## Exercise description
Every entry needs to be reproduced exactly.

(Collected data)
^^^^^^^^^^^^^^^^

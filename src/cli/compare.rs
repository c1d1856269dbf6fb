use super::ui;
use crate::core::config::AppConfig;
use crate::core::quote::Comparison;
use anyhow::Result;

pub async fn run(config: &AppConfig, amount: f64) -> Result<()> {
    let aggregator = crate::build_aggregator(config);
    let comparison = aggregator.compare(amount).await?;

    println!(
        "{}",
        render(&comparison, amount, &config.pair.from, &config.pair.to)
    );
    Ok(())
}

fn render(comparison: &Comparison, amount: f64, from_currency: &str, to_currency: &str) -> String {
    let mut table = ui::new_styled_table();
    table.set_header(vec![
        ui::header_cell("Provider"),
        ui::header_cell(&format!("Amount ({to_currency})")),
    ]);

    for result in comparison.results() {
        let amount_cell = match result.amount_out {
            Some(v) => ui::amount_cell(&format!("{v:.8}")),
            None => ui::na_cell(true),
        };
        table.add_row(vec![comfy_table::Cell::new(result.provider), amount_cell]);
    }

    let mut output = format!(
        "Buy quotes for {}\n\n",
        ui::style_text(&format!("{amount} {from_currency}"), ui::StyleType::Title)
    );
    output.push_str(&table.to_string());

    match comparison.best() {
        Some(best) => {
            output.push_str(&format!(
                "\n\n{}: {}",
                ui::style_text("Best offer", ui::StyleType::BestLabel),
                ui::style_text(
                    &format!(
                        "{} ({:.8} {})",
                        best.provider,
                        best.amount_or_zero(),
                        to_currency
                    ),
                    ui::StyleType::BestValue
                )
            ));
        }
        None => {
            output.push_str(&format!(
                "\n\n{}",
                ui::style_text("No provider returned a usable quote.", ui::StyleType::Error)
            ));
        }
    }

    output
}
//! Durable, append-only history of observed quotes.

use crate::core::config::AppConfig;
use crate::core::quote::{Provider, Quote};
use anyhow::{Context, Result};
use fjall::{Keyspace, PartitionCreateOptions, PartitionHandle, PersistMode};
use serde::{Deserialize, Serialize};
use std::path::Path;
use std::sync::atomic::{AtomicU64, Ordering};
use tracing::debug;

const QUOTES_PARTITION: &str = "quotes";

/// One persisted observation. Rows are immutable; the amount is kept as
/// text to preserve whatever precision the provider reported.
#[derive(Debug, Clone, PartialEq, Serialize, Deserialize)]
pub struct CachedQuote {
    pub provider: Provider,
    pub amount_out: String,
    pub created_at: i64,
}

/// Append-only quote store. "Latest" is derived on read as the row with
/// the greatest `created_at` per provider; nothing is ever updated in
/// place or deleted.
pub struct QuoteStore {
    keyspace: Keyspace,
    quotes: PartitionHandle,
    // Tie-breaker for rows landing on the same millisecond: later
    // insertions get a higher sequence and win the "latest" read.
    seq: AtomicU64,
}

impl QuoteStore {
    /// Opens (or creates) the store at `path`. Creating the schema is
    /// idempotent; existing rows are preserved.
    pub fn open(path: &Path) -> Result<Self> {
        let keyspace = fjall::Config::new(path)
            .open()
            .with_context(|| format!("Failed to open quote store at {}", path.display()))?;
        let quotes = keyspace
            .open_partition(QUOTES_PARTITION, PartitionCreateOptions::default())
            .context("Failed to open quotes partition")?;

        Ok(Self {
            keyspace,
            quotes,
            seq: AtomicU64::new(0),
        })
    }

    /// Opens the store at the configured data path.
    pub fn open_default(config: &AppConfig) -> Result<Self> {
        Self::open(&config.default_data_path()?.join("offers"))
    }

    // Keys sort lexicographically as (provider, created_at, seq) thanks
    // to the zero padding, so the last key under a provider prefix is
    // the latest row.
    fn row_key(provider: Provider, created_at: i64, seq: u64) -> String {
        format!("{provider}/{created_at:020}/{seq:010}")
    }

    /// Inserts one new row per observation. Never overwrites; repeated
    /// appends for the same provider accumulate history.
    pub fn append(&self, quotes: &[Quote]) -> Result<()> {
        for quote in quotes {
            let created_at = quote.observed_at.timestamp_millis();
            let row = CachedQuote {
                provider: quote.provider,
                amount_out: quote.amount_out.to_string(),
                created_at,
            };
            let seq = self.seq.fetch_add(1, Ordering::SeqCst);
            let key = Self::row_key(quote.provider, created_at, seq);
            self.quotes
                .insert(key.as_bytes(), serde_json::to_vec(&row)?)
                .with_context(|| format!("Failed to store quote for {}", quote.provider))?;
            debug!(provider = %quote.provider, created_at, "Stored quote row");
        }

        self.keyspace
            .persist(PersistMode::SyncAll)
            .context("Failed to persist quote store")?;
        Ok(())
    }

    /// The most recently observed row for `provider`, if any.
    pub fn latest(&self, provider: Provider) -> Result<Option<CachedQuote>> {
        let prefix = format!("{provider}/");
        match self.quotes.prefix(prefix.as_bytes()).next_back() {
            Some(entry) => {
                let (_key, value) = entry.context("Failed to read quote row")?;
                let row: CachedQuote = serde_json::from_slice(&value)?;
                Ok(Some(row))
            }
            None => Ok(None),
        }
    }

    /// Latest row per provider in enumeration order. Providers with no
    /// stored rows are omitted; an empty store yields an empty list.
    pub fn latest_all(&self) -> Result<Vec<CachedQuote>> {
        let mut latest = Vec::new();
        for provider in Provider::ALL {
            if let Some(row) = self.latest(provider)? {
                latest.push(row);
            }
        }
        Ok(latest)
    }
}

^^^^^^^^^^^^^^^^

## Expected answer
filename src/cli/compare.rs
repository c1d1856269dbf6fb
use super::ui;
use crate::core::config::AppConfig;
use crate::core::quote::Comparison;
use anyhow::Result;

pub async fn run(config: &AppConfig, amount: f64) -> Result<()> {
    let aggregator = crate::build_aggregator(config);
    let comparison = aggregator.compare(amount).await?;

    println!(
        "{}",
        render(&comparison, amount, &config.pair.from, &config.pair.to)
    );
    Ok(())
}

fn render(comparison: &Comparison, amount: f64, from_currency: &str, to_currency: &str) -> String {
    let mut table = ui::new_styled_table();
    table.set_header(vec![
        ui::header_cell("Provider"),
        ui::header_cell(&format!("Amount ({to_currency})")),
    ]);

    for result in comparison.results() {
        let amount_cell = match result.amount_out {
            Some(v) => ui::amount_cell(&format!("{v:.8}")),
            None => ui::na_cell(true),
        };
        table.add_row(vec![comfy_table::Cell::new(result.provider), amount_cell]);
    }

    let mut output = format!(
        "Buy quotes for {}\n\n",
        ui::style_text(&format!("{amount} {from_currency}"), ui::StyleType::Title)
    );
    output.push_str(&table.to_string());

    match comparison.best() {
        Some(best) => {
            output.push_str(&format!(
                "\n\n{}: {}",
                ui::style_text("Best offer", ui::StyleType::BestLabel),
                ui::style_text(
                    &format!(
                        "{} ({:.8} {})",
                        best.provider,
                        best.amount_or_zero(),
                        to_currency
                    ),
                    ui::StyleType::BestValue
                )
            ));
        }
        None => {
            output.push_str(&format!(
                "\n\n{}",
                ui::style_text("No provider returned a usable quote.", ui::StyleType::Error)
            ));
        }
    }

    output
}
//! Durable, append-only history of observed quotes.

use crate::core::config::AppConfig;
use crate::core::quote::{Provider, Quote};
use anyhow::{Context, Result};
use fjall::{Keyspace, PartitionCreateOptions, PartitionHandle, PersistMode};
use serde::{Deserialize, Serialize};
use std::path::Path;
use std::sync::atomic::{AtomicU64, Ordering};
use tracing::debug;

const QUOTES_PARTITION: &str = "quotes";

/// One persisted observation. Rows are immutable; the amount is kept as
/// text to preserve whatever precision the provider reported.
#[derive(Debug, Clone, PartialEq, Serialize, Deserialize)]
pub struct CachedQuote {
    pub provider: Provider,
    pub amount_out: String,
    pub created_at: i64,
}

/// Append-only quote store. "Latest" is derived on read as the row with
/// the greatest `created_at` per provider; nothing is ever updated in
/// place or deleted.
pub struct QuoteStore {
    keyspace: Keyspace,
    quotes: PartitionHandle,
    // Tie-breaker for rows landing on the same millisecond: later
    // insertions get a higher sequence and win the "latest" read.
    seq: AtomicU64,
}

impl QuoteStore {
    /// Opens (or creates) the store at `path`. Creating the schema is
    /// idempotent; existing rows are preserved.
    pub fn open(path: &Path) -> Result<Self> {
        let keyspace = fjall::Config::new(path)
            .open()
            .with_context(|| format!("Failed to open quote store at {}", path.display()))?;
        let quotes = keyspace
            .open_partition(QUOTES_PARTITION, PartitionCreateOptions::default())
            .context("Failed to open quotes partition")?;

        Ok(Self {
            keyspace,
            quotes,
            seq: AtomicU64::new(0),
        })
    }

    /// Opens the store at the configured data path.
    pub fn open_default(config: &AppConfig) -> Result<Self> {
        Self::open(&config.default_data_path()?.join("offers"))
    }

    // Keys sort lexicographically as (provider, created_at, seq) thanks
    // to the zero padding, so the last key under a provider prefix is
    // the latest row.
    fn row_key(provider: Provider, created_at: i64, seq: u64) -> String {
        format!("{provider}/{created_at:020}/{seq:010}")
    }

    /// Inserts one new row per observation. Never overwrites; repeated
    /// appends for the same provider accumulate history.
    pub fn append(&self, quotes: &[Quote]) -> Result<()> {
        for quote in quotes {
            let created_at = quote.observed_at.timestamp_millis();
            let row = CachedQuote {
                provider: quote.provider,
                amount_out: quote.amount_out.to_string(),
                created_at,
            };
            let seq = self.seq.fetch_add(1, Ordering::SeqCst);
            let key = Self::row_key(quote.provider, created_at, seq);
            self.quotes
                .insert(key.as_bytes(), serde_json::to_vec(&row)?)
                .with_context(|| format!("Failed to store quote for {}", quote.provider))?;
            debug!(provider = %quote.provider, created_at, "Stored quote row");
        }

        self.keyspace
            .persist(PersistMode::SyncAll)
            .context("Failed to persist quote store")?;
        Ok(())
    }

    /// The most recently observed row for `provider`, if any.
    pub fn latest(&self, provider: Provider) -> Result<Option<CachedQuote>> {
        let prefix = format!("{provider}/");
        match self.quotes.prefix(prefix.as_bytes()).next_back() {
            Some(entry) => {
                let (_key, value) = entry.context("Failed to read quote row")?;
                let row: CachedQuote = serde_json::from_slice(&value)?;
                Ok(Some(row))
            }
            None => Ok(None),
        }
    }

    /// Latest row per provider in enumeration order. Providers with no
    /// stored rows are omitted; an empty store yields an empty list.
    pub fn latest_all(&self) -> Result<Vec<CachedQuote>> {
        let mut latest = Vec::new();
        for provider in Provider::ALL {
            if let Some(row) = self.latest(provider)? {
                latest.push(row);
            }
        }
        Ok(latest)
    }
}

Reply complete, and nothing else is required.